=== EXERCISE INSTRUCTIONS ===
Go through the records below and count every line containing "Result". Reply with the count alone.

=== EXTRACTED DATA ===
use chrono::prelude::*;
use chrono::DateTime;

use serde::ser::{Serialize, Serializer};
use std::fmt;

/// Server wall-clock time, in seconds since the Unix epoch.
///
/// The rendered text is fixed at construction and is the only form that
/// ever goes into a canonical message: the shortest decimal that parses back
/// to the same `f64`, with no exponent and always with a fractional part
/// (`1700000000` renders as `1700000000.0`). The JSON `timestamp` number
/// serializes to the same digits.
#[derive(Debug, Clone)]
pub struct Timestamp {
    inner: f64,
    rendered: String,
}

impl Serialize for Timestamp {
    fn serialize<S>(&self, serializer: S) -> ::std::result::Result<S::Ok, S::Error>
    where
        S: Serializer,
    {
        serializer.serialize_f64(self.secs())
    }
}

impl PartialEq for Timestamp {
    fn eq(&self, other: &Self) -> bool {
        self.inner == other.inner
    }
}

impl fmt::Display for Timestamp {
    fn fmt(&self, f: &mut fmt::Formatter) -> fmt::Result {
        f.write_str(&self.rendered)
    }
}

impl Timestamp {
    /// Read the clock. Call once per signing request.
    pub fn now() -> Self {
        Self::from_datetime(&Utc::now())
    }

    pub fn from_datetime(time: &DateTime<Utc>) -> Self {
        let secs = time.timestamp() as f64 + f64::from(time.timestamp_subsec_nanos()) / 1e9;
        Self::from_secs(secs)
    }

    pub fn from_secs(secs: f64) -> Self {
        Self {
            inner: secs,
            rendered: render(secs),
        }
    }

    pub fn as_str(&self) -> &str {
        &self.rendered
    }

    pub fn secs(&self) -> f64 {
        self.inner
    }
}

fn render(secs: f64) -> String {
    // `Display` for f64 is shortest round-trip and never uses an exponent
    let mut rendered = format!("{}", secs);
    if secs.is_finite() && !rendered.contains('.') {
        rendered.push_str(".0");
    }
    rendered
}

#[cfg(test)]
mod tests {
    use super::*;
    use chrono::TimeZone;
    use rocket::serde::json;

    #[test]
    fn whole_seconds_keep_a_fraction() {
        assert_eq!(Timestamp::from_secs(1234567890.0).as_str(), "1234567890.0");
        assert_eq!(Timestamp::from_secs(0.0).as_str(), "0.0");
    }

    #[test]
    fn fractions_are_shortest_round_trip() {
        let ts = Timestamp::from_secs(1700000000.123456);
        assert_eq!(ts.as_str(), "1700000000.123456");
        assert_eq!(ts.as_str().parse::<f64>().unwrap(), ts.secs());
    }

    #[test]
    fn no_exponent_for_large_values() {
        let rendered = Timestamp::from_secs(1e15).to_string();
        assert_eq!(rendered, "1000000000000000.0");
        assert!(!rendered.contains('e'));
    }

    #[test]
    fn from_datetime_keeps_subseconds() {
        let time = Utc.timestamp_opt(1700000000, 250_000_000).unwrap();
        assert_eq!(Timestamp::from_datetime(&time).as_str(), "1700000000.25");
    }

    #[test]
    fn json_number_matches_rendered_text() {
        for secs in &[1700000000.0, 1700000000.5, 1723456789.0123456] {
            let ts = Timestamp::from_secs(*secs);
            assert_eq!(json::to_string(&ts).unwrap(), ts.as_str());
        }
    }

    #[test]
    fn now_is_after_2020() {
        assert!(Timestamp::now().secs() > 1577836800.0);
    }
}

=== ANSWER BELOW ===
2